Now, we know that Rio Ferdinand has taken the spot in our side for our ball-playing central defender, which means we need a leader, a warrior and a no-nonsense centre-back to partner him. We aren’t short of options here, especially in the early years of the Premier League, there were loads of top quality no-nonsense captains, but we have settled on none other than John Terry.
Terry was the best defender the Premier League has seen, and that is that. He was everything you wanted your captain to be on the pitch, fearless and organised - completely devoted to the cause of keeping the ball out of the net. He was an academy star that matured into a serial winner under Jose Mourinho and despite Roman Abramovich’s hire and fire policy, he was trusted to lead Chelsea under some of the world’s best managers.

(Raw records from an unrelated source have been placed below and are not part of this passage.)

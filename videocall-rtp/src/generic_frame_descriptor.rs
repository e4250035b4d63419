/*
 * Copyright 2025 Security Union LLC
 *
 * Licensed under either of
 *
 * * Apache License, Version 2.0
 *   (http://www.apache.org/licenses/LICENSE-2.0)
 * * MIT license
 *   (http://opensource.org/licenses/MIT)
 *
 * at your option.
 *
 * Unless you explicitly state otherwise, any contribution intentionally
 * submitted for inclusion in the work by you, as defined in the Apache-2.0
 * license, shall be dual licensed as above, without any additional terms or
 * conditions.
 */

//! Legacy generic frame descriptor header extension, version 00.
//!
//! ```text
//!  0 1 2 3 4 5 6 7
//! +-+-+-+-+-+-+-+-+
//! |B|E|F|L|D|  T  |  B/E: first/last packet in subframe, F/L deprecated subframe flags
//! +-+-+-+-+-+-+-+-+  D: dependency diffs follow, T: temporal layer
//! |  spatial mask |  only when B is set
//! +---------------+
//! |  frame id (LE)|  16 bits
//! +---------------+
//! |  frame diffs  |  1 or 2 bytes each, when D is set
//! +---------------+
//! |  width, height|  16 bits each, big endian, independent frames only
//! +---------------+
//! ```

use crate::error::{Result, RtpError};

const FLAG_BEGIN_OF_SUBFRAME: u8 = 0x80;
const FLAG_END_OF_SUBFRAME: u8 = 0x40;
const FLAG_FIRST_SUBFRAME: u8 = 0x20;
const FLAG_LAST_SUBFRAME: u8 = 0x10;
const FLAG_DEPENDENCIES: u8 = 0x08;
const MASK_TEMPORAL_LAYER: u8 = 0x07;

const FLAG_MORE_DEPENDENCIES: u8 = 0x01;
const FLAG_EXTENDED_OFFSET: u8 = 0x02;

/// Largest frame diff that fits the two byte encoding.
pub const MAX_FRAME_DIFF: u16 = 0x3fff;
pub const MAX_NUM_FRAME_DEPENDENCIES: usize = 8;

#[derive(Debug, Clone, Default, PartialEq, Eq)]
pub struct GenericFrameDescriptor {
    pub first_packet_in_subframe: bool,
    pub last_packet_in_subframe: bool,
    pub first_subframe_in_frame: bool,
    pub last_subframe_in_frame: bool,
    pub temporal_layer: u8,
    pub spatial_layers_bitmask: u8,
    pub frame_id: u16,
    pub frame_dependency_diffs: Vec<u16>,
    pub width: u16,
    pub height: u16,
}

impl GenericFrameDescriptor {
    /// A frame without dependencies can be decoded on its own.
    pub fn is_independent(&self) -> bool {
        self.frame_dependency_diffs.is_empty()
    }

    pub fn parse(data: &[u8]) -> Result<Self> {
        let Some(&flags) = data.first() else {
            return Err(RtpError::MalformedExtension(
                "empty generic frame descriptor".to_string(),
            ));
        };
        let mut descriptor = GenericFrameDescriptor {
            first_packet_in_subframe: flags & FLAG_BEGIN_OF_SUBFRAME != 0,
            last_packet_in_subframe: flags & FLAG_END_OF_SUBFRAME != 0,
            first_subframe_in_frame: flags & FLAG_FIRST_SUBFRAME != 0,
            last_subframe_in_frame: flags & FLAG_LAST_SUBFRAME != 0,
            ..Default::default()
        };
        if !descriptor.first_packet_in_subframe {
            return Ok(descriptor);
        }

        if data.len() < 4 {
            return Err(RtpError::MalformedExtension(format!(
                "generic frame descriptor of {} bytes on first packet",
                data.len()
            )));
        }
        descriptor.temporal_layer = flags & MASK_TEMPORAL_LAYER;
        descriptor.spatial_layers_bitmask = data[1];
        descriptor.frame_id = u16::from_le_bytes([data[2], data[3]]);

        let mut offset = 4;
        if flags & FLAG_DEPENDENCIES == 0 {
            if data.len() >= offset + 4 {
                descriptor.width = u16::from_be_bytes([data[offset], data[offset + 1]]);
                descriptor.height = u16::from_be_bytes([data[offset + 2], data[offset + 3]]);
            }
            return Ok(descriptor);
        }

        loop {
            let Some(&byte) = data.get(offset) else {
                return Err(RtpError::MalformedExtension(
                    "frame dependency diff truncated".to_string(),
                ));
            };
            offset += 1;
            let mut diff = u16::from(byte >> 2);
            if byte & FLAG_EXTENDED_OFFSET != 0 {
                let Some(&high) = data.get(offset) else {
                    return Err(RtpError::MalformedExtension(
                        "extended frame dependency diff truncated".to_string(),
                    ));
                };
                offset += 1;
                diff |= u16::from(high) << 6;
            }
            if descriptor.frame_dependency_diffs.len() == MAX_NUM_FRAME_DEPENDENCIES {
                return Err(RtpError::MalformedExtension(
                    "too many frame dependencies".to_string(),
                ));
            }
            descriptor.frame_dependency_diffs.push(diff);
            if byte & FLAG_MORE_DEPENDENCIES == 0 {
                break;
            }
        }
        Ok(descriptor)
    }

    /// Writes the descriptor. Subframes are deprecated, so both subframe flags
    /// are always set.
    pub fn write(&self) -> Result<Vec<u8>> {
        let mut flags = FLAG_FIRST_SUBFRAME | FLAG_LAST_SUBFRAME;
        if self.first_packet_in_subframe {
            flags |= FLAG_BEGIN_OF_SUBFRAME;
        }
        if self.last_packet_in_subframe {
            flags |= FLAG_END_OF_SUBFRAME;
        }
        if !self.first_packet_in_subframe {
            return Ok(vec![flags]);
        }

        flags |= self.temporal_layer & MASK_TEMPORAL_LAYER;
        if !self.frame_dependency_diffs.is_empty() {
            flags |= FLAG_DEPENDENCIES;
        }
        let mut out = vec![flags, self.spatial_layers_bitmask];
        out.extend_from_slice(&self.frame_id.to_le_bytes());

        if self.frame_dependency_diffs.is_empty() {
            if self.width > 0 && self.height > 0 {
                out.extend_from_slice(&self.width.to_be_bytes());
                out.extend_from_slice(&self.height.to_be_bytes());
            }
            return Ok(out);
        }

        let last = self.frame_dependency_diffs.len() - 1;
        for (i, &diff) in self.frame_dependency_diffs.iter().enumerate() {
            if diff == 0 || diff > MAX_FRAME_DIFF {
                return Err(RtpError::MalformedExtension(format!(
                    "frame diff {diff} out of range"
                )));
            }
            let extended = diff > 0x3f;
            let mut byte = ((diff & 0x3f) as u8) << 2;
            if extended {
                byte |= FLAG_EXTENDED_OFFSET;
            }
            if i != last {
                byte |= FLAG_MORE_DEPENDENCIES;
            }
            out.push(byte);
            if extended {
                out.push((diff >> 6) as u8);
            }
        }
        Ok(out)
    }
}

But more on the Chelsea and England great later, there were still several top players to consider for the greatest Premier League side of all-time. Tony Adams was an absolutely phenomenal defender and leader for Arsenal during the 1990s, and captained the side during Arsene Wenger’s revolution that changed English football.
During the mid 90s, there was a complete change in how footballers were viewed. The new influx of money turned Premier League stars into celebrities, yet the drinking culture remained. In fact, Adams himself struggled with alcohol addiction during his career but became teetotal in 1996, which saw him reach new heights on the pitch.
He led Arsenal through a new era of success and inspired everyone around him, even managing to unify a dressing room with significant French influence. There’s no doubting his greatness.
Two more names worth considering from the 1990s are Manchester United defenders Jaap Stam and Steve Bruce. Bruce was a key figure under Sir Alex Ferguson during his early years and of course, scored two crucial goals against Sheffield Wednesday that handed United the inaugural Premier League title. Those goals and that title changed the course of the club’s history and put United on the path to dominance.
That dominance would be continued in the late 90s with another incredible defender, Jaap Stam. He was only at the club for three years but made a ginormous impact as United regained control of the Premier League title and of course, won that improbable Champions League in 1999.
Given United’s 13 Premier League titles, they have boasted some of the greatest defenders. In the 00s, along with Rio Ferdinand, Nemanja Vidic won the hearts of the Old Trafford faithful with his devotion to defending. As a pairing, with Ferdinand’s superior footballing ability and Vidic’s aerial dominance, they kept United at the top of the tree and won another European Cup.
One of the best defenders of the past decade comes from the other side of Manchester. Vincent Kompany was a key pillar of City’s renaissance from mid-table side to Premier League force and as captain he was an immovable object. When so many big name players had joined the dressing room, he kept them under control, while his title-winning goal against Leicester City will go down in the history of that football club.
But despite all of these talented individuals, John Terry takes it. Nobody defended quite like he did, while his longevity playing under so many different managers deserves huge praise.